Support for validity
. Inter-rater agreement levels for absolute agreement between 75% and 90% are considered acceptable (Graham, Milanowski, & Miller, 2012). Two rubrics fall into this category (R12 and R14). Four rubrics miss the cut by one percentage point. The majority of the difference in rubric scores (.79) fall within one rubric scoring level (+1/-1). A review of the literature from teacher evaluation studies suggests most report a lower average in most studies of evaluations of teaching, around seventy percent (p.10). If using this average, the percentage of AbsoluteAgreement for TPA scores falls into an acceptable range (.71). In addition, half of the rubrics, and the rubric averages for Task 2, Task 3, Task 4, AL and SV, meet this benchmark level. Applying Cohen’s Kappa and taking into account the “chance” that agreement would occur between the two scorers, the inter-rater agreement levels is .65, which meets the minimum level for consequential use. This calculation is well above the average reported in the literature (.54), suggesting that inter- rater agreement is stronger than the average reported in the studies on assessment practice in teaching observation evaluations (Graham, Milanowski, & Miller, 2012).
Threats to validity.
The more consequential the examination results, the greater the burden for high reliability levels. Given that one would not expect to see scorer agreement outside of the one rubric level difference. Variance derived from scores that differ by +2/-2 or more levels is .21. Given that the scores will be used to determine candidate licensure, an absolute agreement in the mid-to-high .8 range would be more acceptable. Similarly, though well above the average from published studies, the Kappa should be closer to .8 than .6, which indicates that there may not be high levels of agreement in scorer rankings.It is important to note that the data suggest that we could estimate that .29 of those rated could have received a different score had their TPA been scored by a different rater. This study indicates that scores could have differed for seventeen of the fifty-eight students (n=17/58). This is a fairly substantial number and it is difficult to evaluate whether high-stakes decisions should be based on these findings.
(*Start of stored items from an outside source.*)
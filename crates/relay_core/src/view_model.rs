use crate::{AlertKind, IngestionStatus, SelectOption, StageId};

#[derive(Debug, Clone, PartialEq, Eq, Default)]
pub struct AppViewModel {
    pub stages: Vec<StageView>,
    pub ingestion: IngestionStatus,
    pub alert: Option<AlertView>,
    pub dirty: bool,
}

impl AppViewModel {
    pub fn stage(&self, id: StageId) -> Option<&StageView> {
        self.stages.iter().find(|stage| stage.id == id)
    }
}

#[derive(Debug, Clone, PartialEq, Eq)]
pub struct StageView {
    pub id: StageId,
    pub options: Vec<SelectOption>,
    pub selected_key: Option<String>,
    pub loading: bool,
    pub error: Option<String>,
    /// False while the parent stage has no selection.
    pub enabled: bool,
}

#[derive(Debug, Clone, PartialEq, Eq)]
pub struct AlertView {
    pub message: String,
    pub kind: AlertKind,
}
use std::io::{self, Write};
use std::sync::Mutex;

use relay_core::{AlertKind, AlertView, ChatExchange, ChatStatus, StageView};
use relay_engine::ExchangeObserver;

pub fn alert_line(alert: &AlertView) -> String {
    let tag = match alert.kind {
        AlertKind::Info => "info",
        AlertKind::Success => "ok",
        AlertKind::Warning => "warning",
        AlertKind::Error => "error",
    };
    format!("[{tag}] {}", alert.message)
}

pub fn print_options(stage: &StageView) {
    if let Some(error) = &stage.error {
        println!("{} options unavailable: {}", stage.id, error);
        return;
    }
    for option in &stage.options {
        if option.key == option.label {
            println!("{}", option.key);
        } else {
            println!("{:<28} {}", option.key, option.label);
        }
    }
}

/// Prints each newly appended part of the answer as it arrives.
#[derive(Default)]
pub struct TerminalObserver {
    printed: Mutex<usize>,
}

impl ExchangeObserver for TerminalObserver {
    fn on_update(&self, exchange: &ChatExchange) {
        let Ok(mut printed) = self.printed.lock() else {
            return;
        };
        let answer = exchange.buffered_answer();
        if let Some(delta) = answer.get(*printed..) {
            let mut stdout = io::stdout().lock();
            let _ = stdout.write_all(delta.as_bytes());
            let _ = stdout.flush();
        }
        *printed = answer.len();
    }

    fn on_status(&self, exchange: &ChatExchange) {
        match exchange.status() {
            ChatStatus::Sending => {
                if let Ok(mut printed) = self.printed.lock() {
                    *printed = 0;
                }
            }
            ChatStatus::Complete | ChatStatus::Failed => {
                if !exchange.buffered_answer().is_empty() {
                    println!();
                }
            }
            ChatStatus::Idle | ChatStatus::Streaming => {}
        }
    }
}
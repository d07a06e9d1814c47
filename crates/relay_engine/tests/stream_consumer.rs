use std::sync::{Mutex, Once};

use bytes::Bytes;
use futures_util::stream::{self, StreamExt};
use pretty_assertions::assert_eq;
use relay_core::{ChatError, ChatExchange, ChatRequest, ChatStatus};
use relay_engine::{
    ChatTransport, ChunkStream, ExchangeObserver, FailureKind, StreamConsumer, TransportError,
};

fn init_logging() {
    static INIT: Once = Once::new();
    INIT.call_once(engine_logging::initialize_for_tests);
}

fn ok(bytes: &'static [u8]) -> Result<&'static [u8], FailureKind> {
    Ok(bytes)
}

/// Replays a fixed script of chunks, or fails before any headers arrive.
struct ScriptedTransport {
    script: Result<Vec<Result<&'static [u8], FailureKind>>, FailureKind>,
    requests: Mutex<Vec<ChatRequest>>,
}

impl ScriptedTransport {
    fn chunks(chunks: Vec<Result<&'static [u8], FailureKind>>) -> Self {
        Self {
            script: Ok(chunks),
            requests: Mutex::new(Vec::new()),
        }
    }

    fn refusing(kind: FailureKind) -> Self {
        Self {
            script: Err(kind),
            requests: Mutex::new(Vec::new()),
        }
    }
}

#[async_trait::async_trait]
impl ChatTransport for ScriptedTransport {
    async fn open(&self, request: &ChatRequest) -> Result<ChunkStream, TransportError> {
        self.requests.lock().unwrap().push(request.clone());
        match &self.script {
            Err(kind) => Err(TransportError {
                kind: kind.clone(),
                message: "refused".to_string(),
            }),
            Ok(chunks) => {
                let items: Vec<Result<Bytes, TransportError>> = chunks
                    .iter()
                    .map(|chunk| match chunk {
                        Ok(bytes) => Ok(Bytes::from_static(*bytes)),
                        Err(kind) => Err(TransportError {
                            kind: kind.clone(),
                            message: "connection reset".to_string(),
                        }),
                    })
                    .collect();
                Ok(stream::iter(items).boxed())
            }
        }
    }
}

#[derive(Default)]
struct Recorder {
    updates: Mutex<Vec<String>>,
    statuses: Mutex<Vec<ChatStatus>>,
}

impl ExchangeObserver for Recorder {
    fn on_update(&self, exchange: &ChatExchange) {
        self.updates
            .lock()
            .unwrap()
            .push(exchange.buffered_answer().to_string());
    }

    fn on_status(&self, exchange: &ChatExchange) {
        self.statuses.lock().unwrap().push(exchange.status());
    }
}

#[tokio::test]
async fn chunks_fold_into_buffer_with_one_notification_each() {
    init_logging();
    let transport = ScriptedTransport::chunks(vec![ok(b"Hel"), ok(b"lo, "), ok(b"world")]);
    let mut consumer = StreamConsumer::new(transport);
    let recorder = Recorder::default();

    let status = consumer.ask("say hi", Vec::new(), &recorder).await.unwrap();

    assert_eq!(status, ChatStatus::Complete);
    assert_eq!(consumer.exchange().buffered_answer(), "Hello, world");
    assert_eq!(
        *recorder.updates.lock().unwrap(),
        vec!["Hel", "Hello, ", "Hello, world"]
    );
    assert_eq!(
        *recorder.statuses.lock().unwrap(),
        vec![ChatStatus::Sending, ChatStatus::Streaming, ChatStatus::Complete]
    );
}

#[tokio::test]
async fn empty_chunks_do_not_notify() {
    init_logging();
    let transport = ScriptedTransport::chunks(vec![ok(b""), ok(b"a"), ok(b""), ok(b"b")]);
    let mut consumer = StreamConsumer::new(transport);
    let recorder = Recorder::default();

    consumer.ask("q", Vec::new(), &recorder).await.unwrap();
    assert_eq!(*recorder.updates.lock().unwrap(), vec!["a", "ab"]);
}

#[tokio::test]
async fn split_code_fence_and_multibyte_arrive_intact() {
    init_logging();
    // "```rs\nlet π = 3;\n```" split inside the fence marker and inside π.
    let transport = ScriptedTransport::chunks(vec![
        ok(b"``"),
        ok(b"`rs\nlet \xCF"),
        ok(b"\x80 = 3;\n`"),
        ok(b"``"),
    ]);
    let mut consumer = StreamConsumer::new(transport);
    let recorder = Recorder::default();

    consumer.ask("q", Vec::new(), &recorder).await.unwrap();
    assert_eq!(
        consumer.exchange().buffered_answer(),
        "```rs\nlet \u{3C0} = 3;\n```"
    );
}

#[tokio::test]
async fn mid_stream_failure_preserves_partial_answer() {
    init_logging();
    let transport =
        ScriptedTransport::chunks(vec![ok(b"partial "), Err(FailureKind::Network), ok(b"never")]);
    let mut consumer = StreamConsumer::new(transport);
    let recorder = Recorder::default();

    let status = consumer.ask("q", Vec::new(), &recorder).await.unwrap();

    assert_eq!(status, ChatStatus::Failed);
    assert_eq!(consumer.exchange().buffered_answer(), "partial ");
    assert!(consumer.exchange().failure().unwrap().contains("connection reset"));
}

#[tokio::test]
async fn rejected_status_fails_with_empty_buffer() {
    init_logging();
    let mut consumer = StreamConsumer::new(ScriptedTransport::refusing(FailureKind::HttpStatus(500)));
    let recorder = Recorder::default();

    let status = consumer.ask("q", Vec::new(), &recorder).await.unwrap();

    assert_eq!(status, ChatStatus::Failed);
    assert_eq!(consumer.exchange().buffered_answer(), "");
    assert!(recorder.updates.lock().unwrap().is_empty());
    assert_eq!(
        *recorder.statuses.lock().unwrap(),
        vec![ChatStatus::Sending, ChatStatus::Failed]
    );
}

#[tokio::test]
async fn blank_question_makes_no_request() {
    init_logging();
    let transport = ScriptedTransport::chunks(vec![ok(b"unused")]);
    let mut consumer = StreamConsumer::new(transport);
    let recorder = Recorder::default();

    let err = consumer.ask("   ", Vec::new(), &recorder).await.unwrap_err();
    assert_eq!(err, ChatError::EmptyQuestion);
    assert_eq!(consumer.exchange().status(), ChatStatus::Idle);
    assert!(recorder.statuses.lock().unwrap().is_empty());
}

#[tokio::test]
async fn next_question_starts_from_an_empty_buffer() {
    init_logging();
    let transport = ScriptedTransport::chunks(vec![ok(b"answer")]);
    let mut consumer = StreamConsumer::new(transport);
    let recorder = Recorder::default();

    consumer.ask("first", Vec::new(), &recorder).await.unwrap();
    consumer.ask("second", Vec::new(), &recorder).await.unwrap();

    assert_eq!(consumer.exchange().question(), "second");
    assert_eq!(consumer.exchange().buffered_answer(), "answer");
}
use serde::Serialize;

use crate::{SelectionSnapshot, StageId};

/// Stages that must carry a selection before an ingestion can be composed.
pub const REQUIRED_STAGES: [StageId; 2] = [StageId::Team, StageId::Channel];

#[derive(Debug, Clone, Copy, PartialEq, Eq, Default)]
pub enum TimeRangePolicy {
    /// The backend needs a `since` bound.
    #[default]
    Required,
    /// Ingest the full channel history when no range is chosen.
    Optional,
}

#[derive(Debug, Clone, PartialEq, Eq, Serialize)]
#[serde(rename_all = "camelCase")]
pub struct IngestionRequest {
    pub channel_id: String,
    pub since_timestamp_ms: Option<i64>,
}

impl IngestionRequest {
    /// Query parameters as sent to the ingest endpoint.
    pub fn query_pairs(&self) -> Vec<(&'static str, String)> {
        let mut pairs = vec![("channelId", self.channel_id.clone())];
        if let Some(since) = self.since_timestamp_ms {
            pairs.push(("since", since.to_string()));
        }
        pairs
    }
}

#[derive(Debug, Clone, PartialEq, Eq, thiserror::Error)]
pub enum ComposeError {
    #[error("Please select a {stage}")]
    IncompleteSelection { stage: StageId },
    #[error("Please select a time range")]
    MissingTimeRange,
}

/// Validates the selection chain and assembles the ingestion request.
pub fn compose(
    snapshot: &SelectionSnapshot,
    resolved_since: Option<i64>,
    policy: TimeRangePolicy,
) -> Result<IngestionRequest, ComposeError> {
    if let Some(stage) = REQUIRED_STAGES
        .iter()
        .copied()
        .find(|stage| snapshot.selected(*stage).is_none())
    {
        return Err(ComposeError::IncompleteSelection { stage });
    }

    if policy == TimeRangePolicy::Required && resolved_since.is_none() {
        return Err(ComposeError::MissingTimeRange);
    }

    let channel_id = snapshot
        .selected(StageId::Channel)
        .map(ToOwned::to_owned)
        .ok_or(ComposeError::IncompleteSelection {
            stage: StageId::Channel,
        })?;

    Ok(IngestionRequest {
        channel_id,
        since_timestamp_ms: resolved_since,
    })
}
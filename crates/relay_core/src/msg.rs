use std::time::Instant;

use chrono::{DateTime, Utc};

use crate::{AlertKind, AlertToken, FetchTicket, SelectOption, StageId};

/// Messages that may raise an alert carry `at`, the monotonic instant the
/// alert's expiry is measured from.
#[derive(Debug, Clone, PartialEq, Eq)]
pub enum Msg {
    /// View opened; load the root stage.
    Initialize,
    /// User picked an option, or cleared the stage with `None`.
    StageSelected {
        stage: StageId,
        key: Option<String>,
        at: Instant,
    },
    /// User asked to reload a stage whose fetch failed.
    RetryStage { stage: StageId, at: Instant },
    /// Engine finished an option fetch.
    OptionsLoaded {
        stage: StageId,
        ticket: FetchTicket,
        parent_key: Option<String>,
        result: Result<Vec<SelectOption>, String>,
        at: Instant,
    },
    /// User submitted the ingestion form. `now` anchors the time range.
    IngestClicked { now: DateTime<Utc>, at: Instant },
    /// Engine finished the ingestion submit.
    IngestionFinished { result: Result<(), String>, at: Instant },
    /// Raise a transient notification from outside the update loop.
    AlertRaised {
        message: String,
        kind: AlertKind,
        at: Instant,
    },
    /// A scheduled alert expiry fired.
    AlertExpired { token: AlertToken },
    /// User closed the alert.
    AlertDismissed,
    /// Fallback for placeholder wiring.
    NoOp,
}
Inconsistent scorer interpretations of rubrics and TPA language may have produced inconsistent scores. Therefore, this field test may not consistently represent how the candidate actually performed. Many factors can affect inter-rater agreement. In fact, 100% agreement is not really preferable because of the high cost and time commitment that such agreement would require. However, some professional agreement is necessary, especially for high-stakes decisions made from scores. The following are some factors that can affect agreement: rater training, rater selection, accountability for accuracy in ratings, adequacy of rater compensation, rubric designs, rubric scales, pilot programs and redesigns, and technology use (Graham, Milanowski, & Miller, pp. 15-22). Validity Evidence 4 through 6 will examine some of these factors.